(GIVEN RECORDS)

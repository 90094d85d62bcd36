//! Site assessment command and query handlers.
//!
//! Every command that changes an input to the score (a metric value, a
//! site-visit grade) recalculates the assessment before it is persisted, so
//! stored scores never lag behind stored inputs.

mod clear_metric_value;
mod create_assessment;
mod get_assessment;
mod list_assessments;
mod rate_site_visit;
mod recalculate_assessment;
mod record_metric_value;

pub use clear_metric_value::{ClearMetricValueCommand, ClearMetricValueHandler};
pub use create_assessment::{CreateAssessmentCommand, CreateAssessmentHandler};
pub use get_assessment::{AssessmentView, GetAssessmentHandler, GetAssessmentQuery};
pub use list_assessments::{ListAssessmentsHandler, ListAssessmentsQuery};
pub use rate_site_visit::{RateSiteVisitCommand, RateSiteVisitHandler};
pub use recalculate_assessment::{RecalculateAssessmentCommand, RecalculateAssessmentHandler};
pub use record_metric_value::{RecordMetricValueCommand, RecordMetricValueHandler};

use crate::domain::assessment::{
    AssessmentError, AssessmentRecalculator, AssessmentScoresRecalculated, MetricSet,
    RecalculationOutcome, SiteAssessment,
};
use crate::domain::foundation::{
    AssessmentId, CommandMetadata, DomainEvent, Repository, UserId,
};
use crate::ports::{AssessmentRepository, EventPublisher, MetricSetRepository};

/// Result of any command that rescored an assessment.
#[derive(Debug, Clone)]
pub struct AssessmentUpdate {
    pub assessment: SiteAssessment,
    pub outcome: RecalculationOutcome,
}

/// Loads an assessment and its metric set, checking the caller owns the assessment.
pub(crate) async fn load_owned(
    assessments: &dyn AssessmentRepository,
    metric_sets: &dyn MetricSetRepository,
    assessment_id: AssessmentId,
    user_id: &UserId,
) -> Result<(SiteAssessment, MetricSet), AssessmentError> {
    let assessment = assessments
        .find_by_id(assessment_id)
        .await?
        .ok_or(AssessmentError::NotFound(assessment_id))?;

    if !assessment.is_owned_by(user_id) {
        return Err(AssessmentError::Forbidden);
    }

    let metric_set = metric_sets
        .find_by_id(assessment.metric_set_id())
        .await?
        .ok_or(AssessmentError::MetricSetNotFound(assessment.metric_set_id()))?;

    Ok((assessment, metric_set))
}

/// Recalculates, persists, and publishes when the headline scores moved.
pub(crate) async fn rescore_and_save(
    assessments: &dyn AssessmentRepository,
    publisher: &dyn EventPublisher,
    mut assessment: SiteAssessment,
    metric_set: &MetricSet,
    metadata: &CommandMetadata,
) -> Result<AssessmentUpdate, AssessmentError> {
    let outcome = AssessmentRecalculator::recalculate(&mut assessment, metric_set);

    assessments.update(&assessment).await?;

    if outcome.changed() {
        let envelope =
            AssessmentScoresRecalculated::from_outcome(&assessment, &outcome).to_envelope()?;
        publisher.publish(metadata.stamp(envelope)).await?;
    }

    tracing::debug!(
        assessment_id = %assessment.id(),
        overall = ?outcome.overall_signal_score.map(|s| s.value()),
        completion = outcome.completion_percentage.value(),
        changed = outcome.changed(),
        "assessment rescored"
    );

    Ok(AssessmentUpdate {
        assessment,
        outcome,
    })
}
//! HTTP adapter for territory scoring endpoints.

mod dto;
mod handlers;
mod routes;

pub use dto::{
    ListTerritoryAnalysesParams, ScoreTerritoryRequest, TerritoryAnalysisListResponse,
    TerritoryAnalysisResponse,
};
pub use handlers::TerritoryHandlers;
pub use routes::territory_routes;
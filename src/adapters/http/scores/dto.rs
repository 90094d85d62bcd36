//! HTTP DTOs for score endpoints.

use serde::{Deserialize, Serialize};

// ════════════════════════════════════════════════════════════════════════════
// Request DTOs
// ════════════════════════════════════════════════════════════════════════════

/// Request to score one metric.
#[derive(Debug, Clone, Deserialize)]
pub struct MetricScoreRequest {
    #[serde(default)]
    pub entered_value: Option<f64>,
    #[serde(default)]
    pub target_value: Option<f64>,
    #[serde(default = "default_higher_is_better")]
    pub higher_is_better: bool,
    /// Metric key; dropdown metrics are recognized by it.
    #[serde(default)]
    pub metric_identifier: Option<String>,
}

fn default_higher_is_better() -> bool {
    true
}

/// Request to aggregate metric scores; `null` entries are unscored metrics.
#[derive(Debug, Clone, Deserialize)]
pub struct OverallScoreRequest {
    pub scores: Vec<Option<f64>>,
}

/// Request to compute completion.
#[derive(Debug, Clone, Deserialize)]
pub struct CompletionRequest {
    pub total_items: usize,
    pub completed_items: usize,
}

// ════════════════════════════════════════════════════════════════════════════
// Response DTOs
// ════════════════════════════════════════════════════════════════════════════

#[derive(Debug, Clone, Serialize)]
pub struct MetricScoreResponse {
    pub signal_score: Option<f64>,
}

#[derive(Debug, Clone, Serialize)]
pub struct OverallScoreResponse {
    pub overall_signal_score: Option<f64>,
    pub scored_count: usize,
}

#[derive(Debug, Clone, Serialize)]
pub struct CompletionResponse {
    pub completion_percentage: u8,
}

#[cfg(test)]
mod tests {
    use super::*;

    #[test]
    fn metric_request_defaults() {
        let req: MetricScoreRequest = serde_json::from_str("{}").unwrap();
        assert!(req.entered_value.is_none());
        assert!(req.higher_is_better);
        assert!(req.metric_identifier.is_none());
    }

    #[test]
    fn overall_request_accepts_nulls() {
        let req: OverallScoreRequest = serde_json::from_str(r#"{"scores":[80,null,60]}"#).unwrap();
        assert_eq!(req.scores, vec![Some(80.0), None, Some(60.0)]);
    }
}
//! Event bus adapters.
//!
//! - `InMemoryEventBus` - in-process bus with bounded history

mod in_memory;

pub use in_memory::{InMemoryEventBus, DEFAULT_RETAINED_EVENTS};
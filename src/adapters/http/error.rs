//! JSON error responses shared by every endpoint.

use axum::{
    http::StatusCode,
    response::{IntoResponse, Response},
    Json,
};
use serde::Serialize;

use crate::domain::assessment::AssessmentError;
use crate::domain::foundation::ErrorCode;
use crate::domain::territory::TerritoryError;

/// Standard error response.
#[derive(Debug, Clone, Serialize)]
pub struct ErrorResponse {
    pub code: String,
    pub message: String,
}

impl ErrorResponse {
    pub fn new(code: ErrorCode, message: impl Into<String>) -> Self {
        Self {
            code: code.to_string(),
            message: message.into(),
        }
    }

    pub fn bad_request(message: impl Into<String>) -> Self {
        Self {
            code: "BAD_REQUEST".to_string(),
            message: message.into(),
        }
    }

    /// Response for a malformed path parameter.
    pub fn invalid_id(resource: &str) -> Response {
        (
            StatusCode::BAD_REQUEST,
            Json(Self::bad_request(format!("Invalid {} ID", resource))),
        )
            .into_response()
    }
}

/// HTTP status for a domain error code.
pub fn status_for(code: ErrorCode) -> StatusCode {
    match code {
        ErrorCode::ValidationFailed => StatusCode::BAD_REQUEST,
        ErrorCode::AssessmentNotFound
        | ErrorCode::MetricSetNotFound
        | ErrorCode::MetricNotFound
        | ErrorCode::TerritoryAnalysisNotFound => StatusCode::NOT_FOUND,
        ErrorCode::Forbidden => StatusCode::FORBIDDEN,
        ErrorCode::ScoringProviderError => StatusCode::BAD_GATEWAY,
        ErrorCode::DatabaseError | ErrorCode::InternalError => StatusCode::INTERNAL_SERVER_ERROR,
    }
}

fn respond(code: ErrorCode, message: String) -> Response {
    let status = status_for(code);
    if status.is_server_error() {
        tracing::error!(%code, error = %message, "request failed");
        let public = if status == StatusCode::BAD_GATEWAY {
            message
        } else {
            "Internal server error".to_string()
        };
        return (status, Json(ErrorResponse::new(code, public))).into_response();
    }
    (status, Json(ErrorResponse::new(code, message))).into_response()
}

pub fn handle_assessment_error(error: AssessmentError) -> Response {
    respond(error.code(), error.message())
}

pub fn handle_territory_error(error: TerritoryError) -> Response {
    respond(error.code(), error.message())
}

#[cfg(test)]
mod tests {
    use super::*;
    use crate::domain::foundation::{AssessmentId, TerritoryAnalysisId};

    #[test]
    fn not_found_maps_to_404() {
        let response = handle_assessment_error(AssessmentError::NotFound(AssessmentId::new()));
        assert_eq!(response.status(), StatusCode::NOT_FOUND);

        let response = handle_territory_error(TerritoryError::NotFound(TerritoryAnalysisId::new()));
        assert_eq!(response.status(), StatusCode::NOT_FOUND);
    }

    #[test]
    fn unknown_metric_maps_to_404() {
        let response = handle_assessment_error(AssessmentError::unknown_metric("walk_score"));
        assert_eq!(response.status(), StatusCode::NOT_FOUND);
    }

    #[test]
    fn forbidden_maps_to_403() {
        let response = handle_assessment_error(AssessmentError::Forbidden);
        assert_eq!(response.status(), StatusCode::FORBIDDEN);
    }

    #[test]
    fn validation_maps_to_400() {
        let response = handle_assessment_error(AssessmentError::validation("site_name", "empty"));
        assert_eq!(response.status(), StatusCode::BAD_REQUEST);
    }

    #[test]
    fn provider_failure_maps_to_502() {
        let response = handle_territory_error(TerritoryError::provider("rate limited"));
        assert_eq!(response.status(), StatusCode::BAD_GATEWAY);
    }

    #[test]
    fn infrastructure_maps_to_500() {
        let response = handle_assessment_error(AssessmentError::infrastructure("pool timed out"));
        assert_eq!(response.status(), StatusCode::INTERNAL_SERVER_ERROR);
    }

    #[test]
    fn error_codes_render_screaming_snake_case() {
        let error = ErrorResponse::new(ErrorCode::MetricSetNotFound, "gone");
        assert_eq!(error.code, "METRIC_SET_NOT_FOUND");
    }
}
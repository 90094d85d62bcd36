//! HTTP handlers for score endpoints.

use axum::{
    http::StatusCode,
    response::{IntoResponse, Response},
    Json,
};

use crate::adapters::http::error::ErrorResponse;
use crate::domain::scoring::{MetricScoreInput, ScoreEngine, SignalScore};

use super::dto::{
    CompletionRequest, CompletionResponse, MetricScoreRequest, MetricScoreResponse,
    OverallScoreRequest, OverallScoreResponse,
};

/// POST /api/scores/metric - Score one metric
pub async fn score_metric(Json(req): Json<MetricScoreRequest>) -> Response {
    let input = MetricScoreInput::new(req.entered_value, req.target_value, req.higher_is_better);
    let score = ScoreEngine::metric_signal_score(&input, req.metric_identifier.as_deref());

    let response = MetricScoreResponse {
        signal_score: score.map(|s| s.value()),
    };
    (StatusCode::OK, Json(response)).into_response()
}

/// POST /api/scores/overall - Aggregate metric scores
pub async fn score_overall(Json(req): Json<OverallScoreRequest>) -> Response {
    let scores: Result<Vec<Option<SignalScore>>, _> = req
        .scores
        .into_iter()
        .map(|s| s.map(SignalScore::try_from).transpose())
        .collect();

    let scores = match scores {
        Ok(scores) => scores,
        Err(e) => {
            return (StatusCode::BAD_REQUEST, Json(ErrorResponse::bad_request(e.to_string())))
                .into_response()
        }
    };

    let scored_count = scores.iter().flatten().count();
    let response = OverallScoreResponse {
        overall_signal_score: ScoreEngine::overall_signal_score(scores).map(|s| s.value()),
        scored_count,
    };
    (StatusCode::OK, Json(response)).into_response()
}

/// POST /api/scores/completion - Completion percentage
pub async fn score_completion(Json(req): Json<CompletionRequest>) -> Response {
    let response = CompletionResponse {
        completion_percentage: ScoreEngine::completion_percentage(
            req.total_items,
            req.completed_items,
        )
        .value(),
    };
    (StatusCode::OK, Json(response)).into_response()
}
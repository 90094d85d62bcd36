//! HTTP territory scoring provider.
//!
//! Posts a [`ScoringRequest`] as JSON to `{endpoint}/markets/score` with a
//! bearer token and reads back the ranked markets. Transient failures are
//! retried with exponential backoff.
//!
//! ```ignore
//! let config = HttpScoringConfig::new("https://scoring.example.com/v1", api_key)
//!     .with_timeout(Duration::from_secs(30));
//! let provider = HttpTerritoryScoringProvider::new(config)?;
//! ```

use async_trait::async_trait;
use reqwest::header::RETRY_AFTER;
use reqwest::{Client, Response, StatusCode};
use secrecy::{ExposeSecret, Secret};
use serde::Deserialize;
use std::time::Duration;
use tokio::time::sleep;

use crate::config::{TerritoryConfig, RETRY_BASE_DELAY_SECS};
use crate::domain::territory::RawMarketScore;
use crate::ports::{ScoringProviderError, ScoringRequest, TerritoryScoringProvider};

const DEFAULT_RETRY_AFTER_SECS: u32 = 30;

/// Configuration for the HTTP scoring provider.
#[derive(Debug, Clone)]
pub struct HttpScoringConfig {
    api_key: Secret<String>,
    pub endpoint: String,
    pub timeout: Duration,
    pub max_retries: u32,
    /// First backoff delay; doubles on every retry.
    pub retry_base_delay: Duration,
}

impl HttpScoringConfig {
    pub fn new(endpoint: impl Into<String>, api_key: impl Into<String>) -> Self {
        Self {
            api_key: Secret::new(api_key.into()),
            endpoint: endpoint.into(),
            timeout: Duration::from_secs(15),
            max_retries: 2,
            retry_base_delay: Duration::from_secs(RETRY_BASE_DELAY_SECS),
        }
    }

    pub fn with_timeout(mut self, timeout: Duration) -> Self {
        self.timeout = timeout;
        self
    }

    pub fn with_max_retries(mut self, max_retries: u32) -> Self {
        self.max_retries = max_retries;
        self
    }

    pub fn with_retry_base_delay(mut self, delay: Duration) -> Self {
        self.retry_base_delay = delay;
        self
    }

    fn api_key(&self) -> &str {
        self.api_key.expose_secret()
    }
}

impl From<&TerritoryConfig> for HttpScoringConfig {
    fn from(config: &TerritoryConfig) -> Self {
        Self {
            api_key: config.api_key.clone(),
            endpoint: config.endpoint.clone(),
            timeout: config.timeout(),
            max_retries: config.max_retries,
            retry_base_delay: Duration::from_secs(RETRY_BASE_DELAY_SECS),
        }
    }
}

/// Scoring provider backed by the external HTTP service.
pub struct HttpTerritoryScoringProvider {
    config: HttpScoringConfig,
    client: Client,
}

impl HttpTerritoryScoringProvider {
    pub fn new(config: HttpScoringConfig) -> Result<Self, ScoringProviderError> {
        let client = Client::builder()
            .timeout(config.timeout)
            .build()
            .map_err(|e| ScoringProviderError::unavailable(format!("HTTP client setup: {}", e)))?;

        Ok(Self { config, client })
    }

    fn score_url(&self) -> String {
        format!("{}/markets/score", self.config.endpoint.trim_end_matches('/'))
    }

    async fn send_once(
        &self,
        request: &ScoringRequest,
    ) -> Result<Vec<RawMarketScore>, ScoringProviderError> {
        let response = self
            .client
            .post(self.score_url())
            .bearer_auth(self.config.api_key())
            .json(request)
            .send()
            .await
            .map_err(|e| self.map_transport_error(e))?;

        let response = Self::check_status(response).await?;
        let body = response
            .text()
            .await
            .map_err(|e| self.map_transport_error(e))?;

        parse_markets(&body)
    }

    fn map_transport_error(&self, err: reqwest::Error) -> ScoringProviderError {
        if err.is_timeout() {
            ScoringProviderError::Timeout(self.config.timeout.as_secs())
        } else if err.is_connect() {
            ScoringProviderError::unavailable(format!("Connection failed: {}", err))
        } else if err.is_decode() {
            ScoringProviderError::InvalidResponse(err.to_string())
        } else {
            ScoringProviderError::unavailable(err.to_string())
        }
    }

    async fn check_status(response: Response) -> Result<Response, ScoringProviderError> {
        let status = response.status();
        if status.is_success() {
            return Ok(response);
        }

        let retry_after = response
            .headers()
            .get(RETRY_AFTER)
            .and_then(|v| v.to_str().ok())
            .map(str::to_string);
        let body = response.text().await.unwrap_or_default();

        Err(status_error(status, retry_after.as_deref(), &body))
    }
}

#[async_trait]
impl TerritoryScoringProvider for HttpTerritoryScoringProvider {
    async fn score_markets(
        &self,
        request: ScoringRequest,
    ) -> Result<Vec<RawMarketScore>, ScoringProviderError> {
        let mut attempt = 0;

        loop {
            match self.send_once(&request).await {
                Ok(markets) => {
                    tracing::debug!(
                        territory = %request.territory,
                        markets = markets.len(),
                        attempt,
                        "territory scoring succeeded"
                    );
                    return Ok(markets);
                }
                Err(err) if err.is_retryable() && attempt < self.config.max_retries => {
                    // Exponential backoff: base, 2x base, 4x base, ...
                    let delay = self.config.retry_base_delay * 2u32.saturating_pow(attempt);
                    tracing::warn!(
                        territory = %request.territory,
                        error = %err,
                        attempt,
                        delay_ms = delay.as_millis() as u64,
                        "territory scoring failed, retrying"
                    );
                    sleep(delay).await;
                    attempt += 1;
                }
                Err(err) => return Err(err),
            }
        }
    }

    fn provider_name(&self) -> &'static str {
        "http"
    }
}

#[derive(Deserialize)]
#[serde(untagged)]
enum ScoringResponse {
    Wrapped { markets: Vec<RawMarketScore> },
    Bare(Vec<RawMarketScore>),
}

/// Parses a response body; accepts `{"markets": [...]}` or a bare array.
fn parse_markets(body: &str) -> Result<Vec<RawMarketScore>, ScoringProviderError> {
    match serde_json::from_str::<ScoringResponse>(body) {
        Ok(ScoringResponse::Wrapped { markets }) | Ok(ScoringResponse::Bare(markets)) => {
            Ok(markets)
        }
        Err(e) => Err(ScoringProviderError::InvalidResponse(e.to_string())),
    }
}

fn status_error(status: StatusCode, retry_after: Option<&str>, body: &str) -> ScoringProviderError {
    match status.as_u16() {
        429 => ScoringProviderError::RateLimited {
            retry_after_secs: retry_after
                .and_then(|v| v.trim().parse().ok())
                .unwrap_or(DEFAULT_RETRY_AFTER_SECS),
        },
        408 | 504 => ScoringProviderError::unavailable(format!("Gateway timeout {}", status)),
        401 | 403 => {
            ScoringProviderError::unavailable("authentication with scoring provider failed")
        }
        500..=599 => {
            ScoringProviderError::unavailable(format!("Server error {}: {}", status, body))
        }
        _ => {
            ScoringProviderError::InvalidResponse(format!("Unexpected status {}: {}", status, body))
        }
    }
}
//! Metric set repository port.

use async_trait::async_trait;

use crate::domain::assessment::MetricSet;
use crate::domain::foundation::{DomainError, MetricSetId, Repository, UserId};

/// Repository port for MetricSet aggregate persistence.
#[async_trait]
pub trait MetricSetRepository: Repository<MetricSet, MetricSetId> {
    /// Find all metric sets owned by a user, ordered by name.
    async fn find_by_owner(&self, owner: &UserId) -> Result<Vec<MetricSet>, DomainError>;
}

(End GIVEN RECORDS)

WORK INSTRUCTIONS:
Please return all lines from the records that hold the word "HttpTerritoryScoringProvider".

EXPECTED ANSWER:
//! let provider = HttpTerritoryScoringProvider::new(config)?;
pub struct HttpTerritoryScoringProvider {
impl HttpTerritoryScoringProvider {
impl TerritoryScoringProvider for HttpTerritoryScoringProvider {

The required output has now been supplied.